Work through the records below and copy every line that includes "localhost".
-- Study material follows --
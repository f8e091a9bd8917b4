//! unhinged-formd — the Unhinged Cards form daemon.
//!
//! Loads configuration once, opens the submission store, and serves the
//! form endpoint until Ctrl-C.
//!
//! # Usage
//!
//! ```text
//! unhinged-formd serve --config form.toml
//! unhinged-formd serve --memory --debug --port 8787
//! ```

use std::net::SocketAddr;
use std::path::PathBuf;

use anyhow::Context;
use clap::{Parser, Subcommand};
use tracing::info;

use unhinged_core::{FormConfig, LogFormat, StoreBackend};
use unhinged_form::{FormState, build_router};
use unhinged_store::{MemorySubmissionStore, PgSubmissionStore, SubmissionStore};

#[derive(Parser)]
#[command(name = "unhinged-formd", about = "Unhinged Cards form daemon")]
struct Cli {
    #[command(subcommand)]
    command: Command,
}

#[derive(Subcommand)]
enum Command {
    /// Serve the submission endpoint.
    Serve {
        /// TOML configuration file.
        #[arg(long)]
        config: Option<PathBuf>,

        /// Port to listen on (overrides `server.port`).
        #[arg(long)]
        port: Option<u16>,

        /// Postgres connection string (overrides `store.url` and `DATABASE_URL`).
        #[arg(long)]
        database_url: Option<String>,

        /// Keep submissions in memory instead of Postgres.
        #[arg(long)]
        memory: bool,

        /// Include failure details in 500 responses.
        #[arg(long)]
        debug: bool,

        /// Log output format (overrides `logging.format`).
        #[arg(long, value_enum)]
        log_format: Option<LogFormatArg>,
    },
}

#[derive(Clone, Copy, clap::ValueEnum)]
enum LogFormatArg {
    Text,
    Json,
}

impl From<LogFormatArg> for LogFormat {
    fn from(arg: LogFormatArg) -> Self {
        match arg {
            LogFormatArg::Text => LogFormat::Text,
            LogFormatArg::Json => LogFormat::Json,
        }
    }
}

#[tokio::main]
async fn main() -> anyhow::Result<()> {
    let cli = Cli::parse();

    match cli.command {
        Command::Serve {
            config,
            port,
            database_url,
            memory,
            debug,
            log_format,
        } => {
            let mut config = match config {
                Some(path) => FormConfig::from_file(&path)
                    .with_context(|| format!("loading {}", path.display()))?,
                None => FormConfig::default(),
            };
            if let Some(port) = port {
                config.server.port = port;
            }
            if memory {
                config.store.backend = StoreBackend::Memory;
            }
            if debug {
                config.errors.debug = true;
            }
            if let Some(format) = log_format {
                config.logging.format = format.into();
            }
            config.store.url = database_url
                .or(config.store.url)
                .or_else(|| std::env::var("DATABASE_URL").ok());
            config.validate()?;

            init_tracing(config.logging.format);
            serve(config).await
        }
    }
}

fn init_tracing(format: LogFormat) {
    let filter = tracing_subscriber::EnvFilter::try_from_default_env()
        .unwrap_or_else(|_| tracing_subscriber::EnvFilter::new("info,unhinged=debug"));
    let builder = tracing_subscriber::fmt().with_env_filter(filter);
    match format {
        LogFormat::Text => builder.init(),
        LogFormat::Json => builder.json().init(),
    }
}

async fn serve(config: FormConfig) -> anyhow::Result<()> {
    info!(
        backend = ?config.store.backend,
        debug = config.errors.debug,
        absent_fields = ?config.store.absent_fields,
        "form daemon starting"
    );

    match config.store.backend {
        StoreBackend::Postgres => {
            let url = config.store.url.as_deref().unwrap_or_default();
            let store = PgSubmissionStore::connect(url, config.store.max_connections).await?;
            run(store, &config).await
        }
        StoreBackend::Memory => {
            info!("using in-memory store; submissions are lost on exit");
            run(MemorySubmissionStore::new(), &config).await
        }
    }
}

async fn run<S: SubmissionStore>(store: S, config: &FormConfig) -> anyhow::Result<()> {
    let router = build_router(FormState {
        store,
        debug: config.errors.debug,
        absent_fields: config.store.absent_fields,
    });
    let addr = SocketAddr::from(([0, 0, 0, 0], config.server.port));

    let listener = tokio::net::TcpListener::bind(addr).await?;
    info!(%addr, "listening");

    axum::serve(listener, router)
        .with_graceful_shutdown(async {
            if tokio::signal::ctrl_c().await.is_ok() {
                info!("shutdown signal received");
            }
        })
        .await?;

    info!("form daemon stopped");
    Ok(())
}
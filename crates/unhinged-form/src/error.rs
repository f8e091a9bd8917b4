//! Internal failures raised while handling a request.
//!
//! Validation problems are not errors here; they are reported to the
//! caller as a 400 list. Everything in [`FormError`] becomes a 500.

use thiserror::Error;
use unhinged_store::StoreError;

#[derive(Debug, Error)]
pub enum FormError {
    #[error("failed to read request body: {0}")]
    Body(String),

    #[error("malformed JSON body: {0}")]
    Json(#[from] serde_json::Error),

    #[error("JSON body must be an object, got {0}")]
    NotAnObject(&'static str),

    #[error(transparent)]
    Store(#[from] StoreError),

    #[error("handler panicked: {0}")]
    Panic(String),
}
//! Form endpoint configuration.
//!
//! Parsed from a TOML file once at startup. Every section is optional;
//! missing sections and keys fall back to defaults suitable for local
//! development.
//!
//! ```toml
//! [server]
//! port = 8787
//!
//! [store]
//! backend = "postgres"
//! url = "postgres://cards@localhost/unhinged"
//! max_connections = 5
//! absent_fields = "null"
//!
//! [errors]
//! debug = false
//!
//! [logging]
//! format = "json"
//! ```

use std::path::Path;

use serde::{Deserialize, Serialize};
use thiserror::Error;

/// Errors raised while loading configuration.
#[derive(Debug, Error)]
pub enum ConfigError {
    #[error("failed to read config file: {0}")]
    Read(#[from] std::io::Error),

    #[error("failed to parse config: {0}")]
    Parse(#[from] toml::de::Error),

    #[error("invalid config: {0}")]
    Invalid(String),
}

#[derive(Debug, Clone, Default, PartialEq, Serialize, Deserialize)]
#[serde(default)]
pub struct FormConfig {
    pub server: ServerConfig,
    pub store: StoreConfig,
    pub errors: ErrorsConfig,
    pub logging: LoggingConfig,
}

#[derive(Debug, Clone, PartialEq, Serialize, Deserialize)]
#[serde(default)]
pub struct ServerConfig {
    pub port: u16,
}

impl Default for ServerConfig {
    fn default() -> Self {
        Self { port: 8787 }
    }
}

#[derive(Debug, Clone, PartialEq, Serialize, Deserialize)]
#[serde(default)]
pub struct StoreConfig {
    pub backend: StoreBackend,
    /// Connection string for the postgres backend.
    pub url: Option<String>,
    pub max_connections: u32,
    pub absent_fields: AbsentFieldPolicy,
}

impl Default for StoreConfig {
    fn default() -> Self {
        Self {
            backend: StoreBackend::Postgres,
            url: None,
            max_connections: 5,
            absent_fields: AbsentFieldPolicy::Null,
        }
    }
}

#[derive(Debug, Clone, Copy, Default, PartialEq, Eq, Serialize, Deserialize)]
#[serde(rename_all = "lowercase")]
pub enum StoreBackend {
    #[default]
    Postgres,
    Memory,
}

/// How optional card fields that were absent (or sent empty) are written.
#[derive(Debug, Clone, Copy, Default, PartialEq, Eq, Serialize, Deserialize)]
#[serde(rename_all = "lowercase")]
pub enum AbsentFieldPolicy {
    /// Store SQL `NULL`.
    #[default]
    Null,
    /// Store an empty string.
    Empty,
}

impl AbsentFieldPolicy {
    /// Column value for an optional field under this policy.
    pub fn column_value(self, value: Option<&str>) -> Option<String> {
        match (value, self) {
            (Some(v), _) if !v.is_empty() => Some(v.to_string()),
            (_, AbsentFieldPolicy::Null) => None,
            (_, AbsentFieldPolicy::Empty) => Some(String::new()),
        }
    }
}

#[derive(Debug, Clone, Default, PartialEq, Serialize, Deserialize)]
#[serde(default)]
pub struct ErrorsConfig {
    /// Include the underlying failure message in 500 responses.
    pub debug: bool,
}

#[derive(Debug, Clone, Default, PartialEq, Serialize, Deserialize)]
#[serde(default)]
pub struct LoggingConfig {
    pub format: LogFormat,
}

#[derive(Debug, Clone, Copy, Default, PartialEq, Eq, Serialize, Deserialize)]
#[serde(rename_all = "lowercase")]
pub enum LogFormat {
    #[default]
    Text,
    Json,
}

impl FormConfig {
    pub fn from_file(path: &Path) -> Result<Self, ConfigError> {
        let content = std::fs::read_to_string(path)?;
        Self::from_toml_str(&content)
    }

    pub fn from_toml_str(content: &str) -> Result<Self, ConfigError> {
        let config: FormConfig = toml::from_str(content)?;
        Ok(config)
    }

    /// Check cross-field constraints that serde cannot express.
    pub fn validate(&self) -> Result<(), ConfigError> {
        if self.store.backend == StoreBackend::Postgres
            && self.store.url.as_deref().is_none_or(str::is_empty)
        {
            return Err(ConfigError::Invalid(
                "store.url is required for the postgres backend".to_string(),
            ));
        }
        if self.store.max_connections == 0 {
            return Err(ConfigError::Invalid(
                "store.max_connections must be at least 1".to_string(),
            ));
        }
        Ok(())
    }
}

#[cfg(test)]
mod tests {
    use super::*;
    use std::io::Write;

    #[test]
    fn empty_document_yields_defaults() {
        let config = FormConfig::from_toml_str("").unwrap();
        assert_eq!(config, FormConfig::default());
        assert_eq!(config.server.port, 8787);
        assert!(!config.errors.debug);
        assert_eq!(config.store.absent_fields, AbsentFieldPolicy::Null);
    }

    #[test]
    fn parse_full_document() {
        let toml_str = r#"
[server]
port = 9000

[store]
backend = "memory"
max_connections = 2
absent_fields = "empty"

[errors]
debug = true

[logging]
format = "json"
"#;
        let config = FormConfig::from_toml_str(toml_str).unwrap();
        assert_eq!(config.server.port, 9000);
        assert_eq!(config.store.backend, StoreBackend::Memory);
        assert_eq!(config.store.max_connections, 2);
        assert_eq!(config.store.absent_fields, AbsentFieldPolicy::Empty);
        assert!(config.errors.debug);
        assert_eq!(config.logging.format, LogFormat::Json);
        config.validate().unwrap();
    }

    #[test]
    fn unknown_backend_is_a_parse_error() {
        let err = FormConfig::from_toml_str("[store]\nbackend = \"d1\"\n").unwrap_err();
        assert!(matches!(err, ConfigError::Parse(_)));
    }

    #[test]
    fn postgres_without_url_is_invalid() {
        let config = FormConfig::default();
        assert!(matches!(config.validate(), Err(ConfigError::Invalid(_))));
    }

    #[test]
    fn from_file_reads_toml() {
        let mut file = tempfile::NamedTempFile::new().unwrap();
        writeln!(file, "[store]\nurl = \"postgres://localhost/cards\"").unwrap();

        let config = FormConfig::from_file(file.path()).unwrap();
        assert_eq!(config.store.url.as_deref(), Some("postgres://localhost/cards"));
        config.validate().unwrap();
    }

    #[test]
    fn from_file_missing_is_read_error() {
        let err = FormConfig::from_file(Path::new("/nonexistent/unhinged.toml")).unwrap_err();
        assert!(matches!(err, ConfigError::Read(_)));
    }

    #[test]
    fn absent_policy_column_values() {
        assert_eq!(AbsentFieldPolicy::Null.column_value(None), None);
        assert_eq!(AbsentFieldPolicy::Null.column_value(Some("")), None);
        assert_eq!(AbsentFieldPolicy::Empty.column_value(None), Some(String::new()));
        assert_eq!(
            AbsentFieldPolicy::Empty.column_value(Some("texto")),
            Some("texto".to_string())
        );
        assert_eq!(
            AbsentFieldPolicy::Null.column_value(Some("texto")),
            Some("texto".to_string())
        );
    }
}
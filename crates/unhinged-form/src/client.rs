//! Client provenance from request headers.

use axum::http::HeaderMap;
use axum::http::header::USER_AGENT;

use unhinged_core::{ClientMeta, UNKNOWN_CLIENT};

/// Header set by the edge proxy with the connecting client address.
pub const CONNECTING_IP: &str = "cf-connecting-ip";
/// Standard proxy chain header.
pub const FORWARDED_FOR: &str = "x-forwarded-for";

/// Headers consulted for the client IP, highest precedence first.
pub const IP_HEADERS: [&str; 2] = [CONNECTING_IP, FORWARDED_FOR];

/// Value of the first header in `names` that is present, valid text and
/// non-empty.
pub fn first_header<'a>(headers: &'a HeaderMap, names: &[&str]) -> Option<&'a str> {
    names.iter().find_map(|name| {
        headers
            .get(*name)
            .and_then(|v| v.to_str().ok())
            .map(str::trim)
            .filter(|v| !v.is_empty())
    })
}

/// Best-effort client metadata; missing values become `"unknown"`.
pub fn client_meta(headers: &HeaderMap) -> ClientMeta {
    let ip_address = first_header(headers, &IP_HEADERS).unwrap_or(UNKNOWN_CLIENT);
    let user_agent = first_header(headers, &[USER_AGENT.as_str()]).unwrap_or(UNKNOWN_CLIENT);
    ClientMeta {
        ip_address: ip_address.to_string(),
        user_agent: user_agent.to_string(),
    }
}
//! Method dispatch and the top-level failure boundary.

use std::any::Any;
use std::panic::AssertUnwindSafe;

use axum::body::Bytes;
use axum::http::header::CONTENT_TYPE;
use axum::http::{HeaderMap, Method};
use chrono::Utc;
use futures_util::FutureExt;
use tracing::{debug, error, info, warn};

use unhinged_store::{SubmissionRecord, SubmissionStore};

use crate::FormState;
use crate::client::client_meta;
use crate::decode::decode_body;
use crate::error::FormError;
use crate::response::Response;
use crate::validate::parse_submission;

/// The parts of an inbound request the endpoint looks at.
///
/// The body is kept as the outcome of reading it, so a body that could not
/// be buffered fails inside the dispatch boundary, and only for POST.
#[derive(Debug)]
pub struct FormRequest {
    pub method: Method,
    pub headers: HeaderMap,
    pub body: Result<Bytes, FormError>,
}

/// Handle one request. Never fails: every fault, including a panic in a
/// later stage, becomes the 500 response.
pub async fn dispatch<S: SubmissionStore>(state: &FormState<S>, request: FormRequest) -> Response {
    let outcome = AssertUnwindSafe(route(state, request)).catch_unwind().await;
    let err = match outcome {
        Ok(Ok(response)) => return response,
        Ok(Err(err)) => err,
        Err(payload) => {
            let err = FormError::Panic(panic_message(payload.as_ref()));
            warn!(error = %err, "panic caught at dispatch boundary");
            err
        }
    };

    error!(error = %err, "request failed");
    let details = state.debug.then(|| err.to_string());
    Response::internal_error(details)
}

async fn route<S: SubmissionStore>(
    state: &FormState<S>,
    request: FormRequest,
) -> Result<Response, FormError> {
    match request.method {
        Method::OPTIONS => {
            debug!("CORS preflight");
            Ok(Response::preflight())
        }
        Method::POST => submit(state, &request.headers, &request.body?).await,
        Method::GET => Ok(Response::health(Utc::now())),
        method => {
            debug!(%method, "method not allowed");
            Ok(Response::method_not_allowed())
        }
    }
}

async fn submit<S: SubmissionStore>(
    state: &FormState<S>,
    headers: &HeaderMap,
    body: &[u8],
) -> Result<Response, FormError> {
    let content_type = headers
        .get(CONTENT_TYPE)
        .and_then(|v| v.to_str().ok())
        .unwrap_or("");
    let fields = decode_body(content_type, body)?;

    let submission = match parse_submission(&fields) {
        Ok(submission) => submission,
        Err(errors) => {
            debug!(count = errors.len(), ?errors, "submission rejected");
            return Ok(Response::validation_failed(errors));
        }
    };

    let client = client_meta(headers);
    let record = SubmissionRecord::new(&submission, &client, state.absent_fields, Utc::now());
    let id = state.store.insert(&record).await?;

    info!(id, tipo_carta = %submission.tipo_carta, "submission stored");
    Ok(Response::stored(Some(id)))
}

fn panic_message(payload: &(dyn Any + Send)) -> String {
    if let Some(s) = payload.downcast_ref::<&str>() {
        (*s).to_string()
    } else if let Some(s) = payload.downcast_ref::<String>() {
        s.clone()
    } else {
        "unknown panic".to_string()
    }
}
-- Study material concluded --
▸ Result
//! url = "postgres://cards@localhost/unhinged"
        writeln!(file, "[store]\nurl = \"postgres://localhost/cards\"").unwrap();
        assert_eq!(config.store.url.as_deref(), Some("postgres://localhost/cards"));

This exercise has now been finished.